Advice is like snow; the softer it falls the longer it dwells upon, and the deeper it sinks into the mind.

Every reform, however necessary, will by weak minds be carried to an excess, that itself will need reforming.

Facts are not truths; they are not conclusions; they are not even premises, but in the nature and parts of premises.

How inimitably graceful children are in general -- before they learn to dance.

If men could learn from history, what lessons it might teach us!
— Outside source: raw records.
use std::collections::BTreeSet;

use chrono::NaiveDate;
use serde::Serialize;

use crate::store::{IdSource, RepositoryError};

use super::domain::{
    ConditionType, Contact, ContactId, DecisionMaker, Lease, LeaseId, LeaseIdentifier,
    ReceivableType, ReceivableTypeId,
};
use super::land_area::{LeaseAreaId, PlanUnit, PlanUnitId};

/// Storage for leases and the reference data they point at.
///
/// Tenants, land areas, decisions, and rents live inside their lease and change through
/// [`LeasingRepository::modify_lease`], which applies the closure to a copy and stores it
/// only when the closure succeeds.
pub trait LeasingRepository: IdSource {
    fn leases(&self) -> Result<Vec<Lease>, RepositoryError>;
    fn lease(&self, id: LeaseId) -> Result<Option<Lease>, RepositoryError>;
    fn insert_lease(&self, lease: Lease) -> Result<Lease, RepositoryError>;
    fn modify_lease<T, E, F>(&self, id: LeaseId, change: F) -> Result<T, E>
    where
        F: FnOnce(&mut Lease) -> Result<T, E>,
        E: From<RepositoryError>;
    /// Fails with `Protected` while invoices or plot search targets reference the lease.
    fn delete_lease(&self, id: LeaseId) -> Result<Lease, RepositoryError>;
    /// Fails with `Protected` while a plot search target references the plan unit.
    fn delete_plan_unit(&self, id: PlanUnitId) -> Result<PlanUnit, RepositoryError>;
    /// Next free sequence number for identifiers sharing `prefix`.
    fn next_lease_sequence(&self, prefix: &str) -> Result<u32, RepositoryError>;

    fn contacts(&self) -> Result<Vec<Contact>, RepositoryError>;
    fn contact(&self, id: ContactId) -> Result<Option<Contact>, RepositoryError>;
    fn insert_contact(&self, contact: Contact) -> Result<Contact, RepositoryError>;

    fn decision_makers(&self) -> Result<Vec<DecisionMaker>, RepositoryError>;
    fn condition_types(&self) -> Result<Vec<ConditionType>, RepositoryError>;
    fn receivable_types(&self) -> Result<Vec<ReceivableType>, RepositoryError>;
    fn bank_holidays(&self) -> Result<BTreeSet<NaiveDate>, RepositoryError>;

    fn plan_unit(&self, id: PlanUnitId) -> Result<Option<PlanUnitContext>, RepositoryError> {
        Ok(locate_plan_unit(&self.leases()?, id))
    }

    fn receivable_type(
        &self,
        id: ReceivableTypeId,
    ) -> Result<Option<ReceivableType>, RepositoryError> {
        Ok(self
            .receivable_types()?
            .into_iter()
            .find(|receivable_type| receivable_type.id == id))
    }
}

/// Plan unit together with the lease and lease area it sits under.
#[derive(Debug, Clone, PartialEq, Serialize)]
pub struct PlanUnitContext {
    pub lease: LeaseId,
    pub lease_identifier: LeaseIdentifier,
    pub lease_area: LeaseAreaId,
    pub lease_area_identifier: String,
    pub lease_address: Option<String>,
    pub plan_unit: PlanUnit,
}

/// Plan-unit edits made while another record is being written under the same lock.
pub trait PlanUnitAccess {
    fn locate(&self, id: PlanUnitId) -> Option<PlanUnitContext>;
    /// Stores a non-master copy of `master`, numbered `id`, in the master's lease area.
    fn duplicate_master(
        &mut self,
        master: PlanUnitId,
        id: PlanUnitId,
    ) -> Result<PlanUnit, RepositoryError>;
    fn remove(&mut self, id: PlanUnitId) -> Option<PlanUnit>;
}

pub fn locate_plan_unit<'a>(
    leases: impl IntoIterator<Item = &'a Lease>,
    id: PlanUnitId,
) -> Option<PlanUnitContext> {
    leases.into_iter().find_map(|lease| {
        lease.lease_areas.iter().find_map(|area| {
            area.plan_unit(id).map(|unit| PlanUnitContext {
                lease: lease.id,
                lease_identifier: lease.identifier.clone(),
                lease_area: area.id,
                lease_area_identifier: area.identifier.clone(),
                lease_address: area.primary_address().map(|address| address.address.clone()),
                plan_unit: unit.clone(),
            })
        })
    })
}

/// Lease owning the plan unit, if any.
pub fn plan_unit_owner(leases: &[Lease], id: PlanUnitId) -> Option<LeaseId> {
    leases
        .iter()
        .find(|lease| {
            lease
                .lease_areas
                .iter()
                .any(|area| area.plan_unit(id).is_some())
        })
        .map(|lease| lease.id)
}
But passion and party blind our eyes, and the light which experience gives us is a lantern on the stern, which shines only on the waves behind us!

If you would stand well with a great mind, leave him with a favorable impression of yourself; if with a little mind, leave him with a favorable impression of himself.

Language is the armory of the human mind, and at once contains the trophies of its past and the weapons of its future conquests.

No mind is thoroughly well organized that is deficient in a sense of humor.

Only the wise possess ideas; the greater part of mankind are possessed by them.

Poetry is certainly something more than good sense, but it must be good sense at all events; just as a palace is more than a house, but it must be a house, at least.

Talent, lying in the understanding, is often inherited; genius, being the action of reason or imagination, rarely or never.

The happiness of life is made up of minute fractions -- the little, soon-forgotten charities of a kiss or smile, a kind look or heartfelt compliment.

Who boasts to have won a multitude of friends has ne'er had one.